The Corner | 13 October 2022
Spain to follow Italy and Poland and leave the Energy Charter
Spain has initiated proceedings to withdraw from the Energy Charter Treaty (ETC), signed by 53 countries and in force since 1998, designed to protect foreign investment in energy infrastructure, according to Politico. Investors have invoked the treaty to litigate against Spain in more than 50 cases over renewable energy cuts.
The third vice-president of the government and minister for Ecological Transition, Teresa Ribera, had already pointed out on numerous occasions the need to update the treaty to the new energy reality, which is greener and far removed from more traditional energy sources.
Finally, the government has decided to abandon the treaty, considering that these negotiations have not been ambitious enough to meet the objectives set out in the 2015 Paris Agreement. Other signatory countries that have also been critical are the Netherlands and Luxembourg.
Spain follows the path marked last week by Poland, which announced its intention to leave the treaty.

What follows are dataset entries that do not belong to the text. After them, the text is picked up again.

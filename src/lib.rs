//! Speaker-conditioned voice conversion in pure Rust.
//!
//! A candle-based port of a speaker-embedding-conditioned waveform autoencoder
//! together with its composite training losses. A pretrained 1d autoencoder
//! provides the latent bottleneck; a per-channel bidirectional LSTM injects a
//! speaker d-vector into it.
//!
//! ## Architecture
//!
//! ```text
//! waveform ─ encoder (frozen) ─ z ─┬─ LatentFusion(z, d-vector) ─ (+) ─ decoder ─ waveform'
//!                                  └──────────────────────────────┘
//!
//! (waveform', target, d-vector) ─ pre-emphasis ─ Losses ─ scalar
//! ```
//!
//! ## Modules
//!
//! - [`audio`]: STFT, mel filterbank, sinc resampler, pre-emphasis filters
//! - [`losses`]: time, spectral and embedding losses behind one dispatcher
//! - [`model`]: autoencoder, fusion, speaker embedder, speaker autoencoder
//! - [`task`]: training / validation / test steps
//! - [`config`]: JSON experiment configuration
//! - [`device`]: device selection and spectral fallback placement

pub mod audio;
pub mod config;
pub mod device;
pub mod losses;
pub mod model;
pub mod task;

mod error;

pub use error::{Error, Result};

Italy already did so in 2016.
The treaty includes a dispute resolution mechanism through arbitration that has led Spain to lead for years the ranking of countries with the most arbitration proceedings opened by the cut in renewable energy premiums.

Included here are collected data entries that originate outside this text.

//! Device selection and backend capability profile.
//!
//! Spectral losses and the embedder's mel front-end operate on complex STFT
//! frames. Backends without complex-FFT support get those steps executed on the
//! CPU for the duration of a call, after which results move back.

use candle_core::{Device, Tensor};

/// Return the preferred device: CUDA if available, then Metal, otherwise CPU.
pub fn preferred_device(ordinal: usize) -> Device {
    if let Ok(device) = Device::cuda_if_available(ordinal) {
        if device.is_cuda() {
            return device;
        }
    }
    Device::metal_if_available(ordinal).unwrap_or(Device::Cpu)
}

/// What a compute backend can do, resolved once per backend.
#[derive(Debug, Clone, Copy, PartialEq, Eq)]
pub struct BackendCapabilities {
    /// Whether complex-valued STFT work may run on the backend itself.
    pub complex_fft: bool,
}

impl BackendCapabilities {
    pub fn probe(device: &Device) -> Self {
        Self {
            complex_fft: !device.is_metal(),
        }
    }
}

/// Placement of spectral work for one backend.
///
/// Holds the device spectral tensors (DFT bases, filterbanks) live on. Operands
/// arriving from elsewhere are moved there for the call.
#[derive(Debug, Clone)]
pub struct SpectralPlacement {
    home: Device,
    compute: Device,
}

impl SpectralPlacement {
    pub fn new(device: &Device) -> Self {
        let caps = BackendCapabilities::probe(device);
        let compute = if caps.complex_fft {
            device.clone()
        } else {
            tracing::info!(
                ?device,
                "backend lacks complex FFT support, spectral work falls back to CPU"
            );
            Device::Cpu
        };
        Self {
            home: device.clone(),
            compute,
        }
    }

    /// Device the model runs on.
    pub fn home(&self) -> &Device {
        &self.home
    }

    /// Device spectral tensors are built on.
    pub fn compute(&self) -> &Device {
        &self.compute
    }

    pub fn is_fallback(&self) -> bool {
        !self.home.same_device(&self.compute)
    }

    /// Move an operand onto the compute device if it is not already there.
    pub fn to_compute(&self, xs: &Tensor) -> candle_core::Result<Tensor> {
        if xs.device().same_device(&self.compute) {
            Ok(xs.clone())
        } else {
            xs.to_device(&self.compute)
        }
    }

    /// Move a result back to the device the operand came from.
    pub fn restore(&self, xs: &Tensor, origin: &Device) -> candle_core::Result<Tensor> {
        if xs.device().same_device(origin) {
            Ok(xs.clone())
        } else {
            xs.to_device(origin)
        }
    }
}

The origin of the wave of arbitrations between Spain and a multitude of investors lies in the 2013 reform of Mariano Rajoy’s government to end the premiums for renewables that had been approved in 2007 by José Luis Rodríguez Zapatero’s government.

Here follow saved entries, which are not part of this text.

//! Frozen d-vector speaker-embedding extractor.
//!
//! A 3-layer LSTM over 40-band log-mel windows with a linear projection. The
//! utterance is cut into windows of `window` frames every `stride` frames, each
//! window is embedded and L2-normalised, and the window embeddings are averaged.
//!
//! Checkpoint layout (PyTorch `state_dict` names):
//!
//! ```text
//! lstm.weight_ih_l{k}  lstm.weight_hh_l{k}  lstm.bias_ih_l{k}  lstm.bias_hh_l{k}
//! proj.linear_layer.weight  proj.linear_layer.bias
//! ```

use std::collections::HashMap;
use std::path::{Path, PathBuf};
use std::sync::{Arc, Mutex, OnceLock};

use candle_core::{DType, Device, Module, Result, Tensor};
use candle_nn::{LSTM, LSTMConfig, Linear, RNN, VarBuilder};

use crate::audio::mel::{Window, mel_filterbank};
use crate::audio::stft::Stft;
use crate::config::SpeechEmbedderConfig;
use crate::device::SpectralPlacement;
use crate::error::Error;

/// Offset inside the log of the mel features.
const LOG_OFFSET: f64 = 1e-6;

/// Norm floor of the per-window normalisation.
const NORM_FLOOR: f64 = 1e-12;

type CacheKey = (PathBuf, SpeechEmbedderConfig, String);

pub struct SpeechEmbedder {
    lstm: Vec<LSTM>,
    proj: Linear,
    stft: Stft,
    mel_basis: Tensor, // [n_fft/2 + 1, num_mels], on the compute device
    placement: SpectralPlacement,
    cfg: SpeechEmbedderConfig,
}

impl std::fmt::Debug for SpeechEmbedder {
    fn fmt(&self, f: &mut std::fmt::Formatter<'_>) -> std::fmt::Result {
        f.debug_struct("SpeechEmbedder")
            .field("layers", &self.lstm.len())
            .field("cfg", &self.cfg)
            .finish()
    }
}

impl SpeechEmbedder {
    pub fn new(cfg: SpeechEmbedderConfig, vb: VarBuilder) -> Result<Self> {
        let lstm_vb = vb.pp("lstm");
        let lstm = (0..cfg.lstm_layers)
            .map(|layer_idx| {
                let in_dim = if layer_idx == 0 {
                    cfg.num_mels
                } else {
                    cfg.lstm_hidden
                };
                let lstm_cfg = LSTMConfig {
                    layer_idx,
                    ..Default::default()
                };
                candle_nn::lstm(in_dim, cfg.lstm_hidden, lstm_cfg, lstm_vb.clone())
            })
            .collect::<Result<Vec<_>>>()?;
        let proj =
            candle_nn::linear(cfg.lstm_hidden, cfg.emb_dim, vb.pp("proj").pp("linear_layer"))?;

        let placement = SpectralPlacement::new(vb.device());
        let stft = Stft::new(
            cfg.n_fft,
            cfg.hop_length,
            cfg.win_length,
            Window::Hann,
            placement.compute(),
        )?;
        let mel_basis = mel_filterbank(
            cfg.n_fft,
            cfg.num_mels,
            cfg.sample_rate,
            0.0,
            cfg.sample_rate as f64 / 2.0,
            placement.compute(),
        )?;

        Ok(Self {
            lstm,
            proj,
            stft,
            mel_basis,
            placement,
            cfg,
        })
    }

    /// Load a checkpoint: `.safetensors`, otherwise a PyTorch pickle.
    pub fn load(path: &Path, cfg: SpeechEmbedderConfig, device: &Device) -> crate::Result<Self> {
        tracing::info!("Loading speaker embedder from {:?}", path);
        let is_safetensors = path
            .extension()
            .is_some_and(|ext| ext.eq_ignore_ascii_case("safetensors"));
        let vb = if is_safetensors {
            unsafe { VarBuilder::from_mmaped_safetensors(&[path], DType::F32, device) }
        } else {
            VarBuilder::from_pth(path, DType::F32, device)
        }
        .map_err(|e| Error::Checkpoint(format!("embedder weights {}: {e}", path.display())))?;

        Self::new(cfg, vb)
            .map_err(|e| Error::Checkpoint(format!("embedder init {}: {e}", path.display())))
    }

    /// Load through the process-wide cache keyed by `(path, config, device)`.
    ///
    /// The conditioning side and the embedding loss end up holding the same
    /// read-only instance.
    pub fn load_shared(
        path: &Path,
        cfg: SpeechEmbedderConfig,
        device: &Device,
    ) -> crate::Result<Arc<Self>> {
        static SHARED: OnceLock<Mutex<HashMap<CacheKey, Arc<SpeechEmbedder>>>> = OnceLock::new();

        let key = (
            path.to_path_buf(),
            cfg.clone(),
            format!("{:?}", device.location()),
        );
        let cache = SHARED.get_or_init(Default::default);
        let mut cache = match cache.lock() {
            Ok(guard) => guard,
            Err(poisoned) => poisoned.into_inner(),
        };
        if let Some(embedder) = cache.get(&key) {
            tracing::debug!("speaker embedder cache hit for {:?}", path);
            return Ok(embedder.clone());
        }
        let embedder = Arc::new(Self::load(path, cfg, device)?);
        cache.insert(key, embedder.clone());
        Ok(embedder)
    }

    pub fn sample_rate(&self) -> u32 {
        self.cfg.sample_rate
    }

    pub fn config(&self) -> &SpeechEmbedderConfig {
        &self.cfg
    }

    /// `log10(mel(|STFT|²) + 1e-6)` of `[batch, samples]` audio, as
    /// `[batch, frames, num_mels]` on the input's device.
    pub fn mel(&self, wav: &Tensor) -> Result<Tensor> {
        let origin = wav.device().clone();
        let wav = self.placement.to_compute(wav)?;
        let power = self.stft.forward(&wav)?.power()?;
        let mel = power.broadcast_matmul(&self.mel_basis)?;
        let log_mel = ((mel + LOG_OFFSET)?.log()? * (1.0 / std::f64::consts::LN_10))?;
        self.placement.restore(&log_mel, &origin)
    }

    /// Embed `[batch, frames, num_mels]` features into `[batch, emb_dim]`.
    pub fn batched_forward(&self, mel: &Tensor) -> Result<Tensor> {
        let (b, frames, n_mels) = mel.dims3()?;
        let window = self.cfg.window;
        let stride = self.cfg.stride.max(1);
        if frames < window {
            candle_core::bail!("speaker embedder needs at least {window} mel frames, got {frames}");
        }
        let num_windows = (frames - window) / stride + 1;

        let idx: Vec<u32> = (0..num_windows)
            .flat_map(|w| (w * stride..w * stride + window).map(|f| f as u32))
            .collect();
        let idx = Tensor::from_vec(idx, num_windows * window, mel.device())?;
        let mut xs = mel
            .index_select(&idx, 1)?
            .reshape((b * num_windows, window, n_mels))?;

        for layer in &self.lstm {
            let states = layer.seq(&xs)?;
            xs = layer.states_to_tensor(&states)?;
        }
        let last = xs.narrow(1, window - 1, 1)?.squeeze(1)?;
        let emb = self.proj.forward(&last)?;
        let norm = emb
            .sqr()?
            .sum_keepdim(1)?
            .sqrt()?
            .clamp(NORM_FLOOR, f64::MAX)?;
        emb.broadcast_div(&norm)?
            .reshape((b, num_windows, self.cfg.emb_dim))?
            .mean(1)
    }

    /// Embed `[batch, samples]` audio at [`Self::sample_rate`].
    pub fn embed(&self, wav: &Tensor) -> Result<Tensor> {
        self.batched_forward(&self.mel(wav)?)
    }
}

This regulatory change, endorsed by the Supreme Court and the Constitutional Court, reduced the profits of these facilities by 1.7 billion euros, according to estimates by the National Commission for Markets and Competition (CNMC).
This change in the rules of the game led to a flood of arbitrations that to date exceed half a hundred, with claimed amounts of around 10 billion euros.
The annual reports drawn up by the International Centre for Settlement of Investment Disputes (ICSID), the World Bank’s arbitration court that administers most of these arbitrations, reveal that the Kingdom of Spain has been the most sued country in 2013, 2014, 2015, 2016 and 2019.